Collected data entries:
────────
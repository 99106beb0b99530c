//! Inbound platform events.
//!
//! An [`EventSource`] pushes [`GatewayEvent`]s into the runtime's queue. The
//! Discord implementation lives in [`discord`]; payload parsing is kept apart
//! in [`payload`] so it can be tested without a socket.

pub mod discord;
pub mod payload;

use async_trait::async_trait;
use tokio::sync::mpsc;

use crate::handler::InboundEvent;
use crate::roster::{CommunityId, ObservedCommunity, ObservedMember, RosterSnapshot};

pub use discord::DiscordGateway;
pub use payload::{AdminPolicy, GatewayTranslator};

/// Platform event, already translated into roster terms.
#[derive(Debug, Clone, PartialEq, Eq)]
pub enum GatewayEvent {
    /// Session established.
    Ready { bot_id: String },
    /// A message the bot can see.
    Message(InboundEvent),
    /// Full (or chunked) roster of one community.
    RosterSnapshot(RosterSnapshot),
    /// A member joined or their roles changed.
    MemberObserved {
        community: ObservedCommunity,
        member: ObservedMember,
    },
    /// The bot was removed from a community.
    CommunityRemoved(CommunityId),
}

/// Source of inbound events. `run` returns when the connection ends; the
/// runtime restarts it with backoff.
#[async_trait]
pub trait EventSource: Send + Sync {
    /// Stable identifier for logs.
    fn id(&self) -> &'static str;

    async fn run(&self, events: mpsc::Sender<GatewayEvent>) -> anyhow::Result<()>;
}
────────
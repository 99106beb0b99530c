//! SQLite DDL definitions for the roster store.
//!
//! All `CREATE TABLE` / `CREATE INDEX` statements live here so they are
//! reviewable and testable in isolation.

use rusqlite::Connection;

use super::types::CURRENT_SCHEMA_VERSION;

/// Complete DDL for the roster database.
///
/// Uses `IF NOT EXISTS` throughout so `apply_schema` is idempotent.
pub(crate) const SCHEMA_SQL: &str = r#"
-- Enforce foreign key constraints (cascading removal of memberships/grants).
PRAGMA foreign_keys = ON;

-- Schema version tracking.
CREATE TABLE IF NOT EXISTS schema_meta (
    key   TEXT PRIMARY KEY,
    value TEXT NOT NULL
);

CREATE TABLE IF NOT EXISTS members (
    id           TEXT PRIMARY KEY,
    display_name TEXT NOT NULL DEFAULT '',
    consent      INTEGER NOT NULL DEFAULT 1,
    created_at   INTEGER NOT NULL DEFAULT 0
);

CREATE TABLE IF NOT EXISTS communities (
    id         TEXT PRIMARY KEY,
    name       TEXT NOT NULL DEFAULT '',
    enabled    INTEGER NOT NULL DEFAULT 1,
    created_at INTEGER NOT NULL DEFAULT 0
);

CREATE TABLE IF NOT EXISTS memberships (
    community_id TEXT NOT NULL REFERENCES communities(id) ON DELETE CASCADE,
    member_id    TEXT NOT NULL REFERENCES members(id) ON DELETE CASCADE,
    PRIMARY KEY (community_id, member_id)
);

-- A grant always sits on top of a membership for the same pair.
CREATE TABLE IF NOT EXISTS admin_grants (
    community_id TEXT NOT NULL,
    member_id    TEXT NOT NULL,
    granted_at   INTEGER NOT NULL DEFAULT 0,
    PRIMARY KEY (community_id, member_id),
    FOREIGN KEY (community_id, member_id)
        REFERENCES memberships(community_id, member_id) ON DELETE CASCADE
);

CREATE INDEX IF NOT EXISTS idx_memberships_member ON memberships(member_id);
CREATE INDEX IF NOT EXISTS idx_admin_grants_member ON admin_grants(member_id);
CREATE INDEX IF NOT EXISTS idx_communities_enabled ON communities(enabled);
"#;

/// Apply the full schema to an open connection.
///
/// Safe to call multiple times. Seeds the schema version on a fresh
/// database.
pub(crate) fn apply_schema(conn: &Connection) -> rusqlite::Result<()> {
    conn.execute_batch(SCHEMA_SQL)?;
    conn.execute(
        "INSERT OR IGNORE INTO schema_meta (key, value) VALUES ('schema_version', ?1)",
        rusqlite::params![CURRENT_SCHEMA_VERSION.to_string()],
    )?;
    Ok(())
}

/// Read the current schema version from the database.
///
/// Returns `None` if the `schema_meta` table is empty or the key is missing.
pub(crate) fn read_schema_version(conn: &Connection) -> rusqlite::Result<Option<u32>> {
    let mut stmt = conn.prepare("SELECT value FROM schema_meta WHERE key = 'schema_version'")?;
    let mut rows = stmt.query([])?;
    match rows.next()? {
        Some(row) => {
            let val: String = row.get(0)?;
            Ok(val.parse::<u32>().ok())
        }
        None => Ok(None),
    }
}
────────
**The problem**
Look for the string "EXISTS" in the records, and copy every line where it is found.

**Written solution**
/// Uses `IF NOT EXISTS` throughout so `apply_schema` is idempotent.
CREATE TABLE IF NOT EXISTS schema_meta (
CREATE TABLE IF NOT EXISTS members (
CREATE TABLE IF NOT EXISTS communities (
CREATE TABLE IF NOT EXISTS memberships (
CREATE TABLE IF NOT EXISTS admin_grants (
CREATE INDEX IF NOT EXISTS idx_memberships_member ON memberships(member_id);
CREATE INDEX IF NOT EXISTS idx_admin_grants_member ON admin_grants(member_id);
CREATE INDEX IF NOT EXISTS idx_communities_enabled ON communities(enabled);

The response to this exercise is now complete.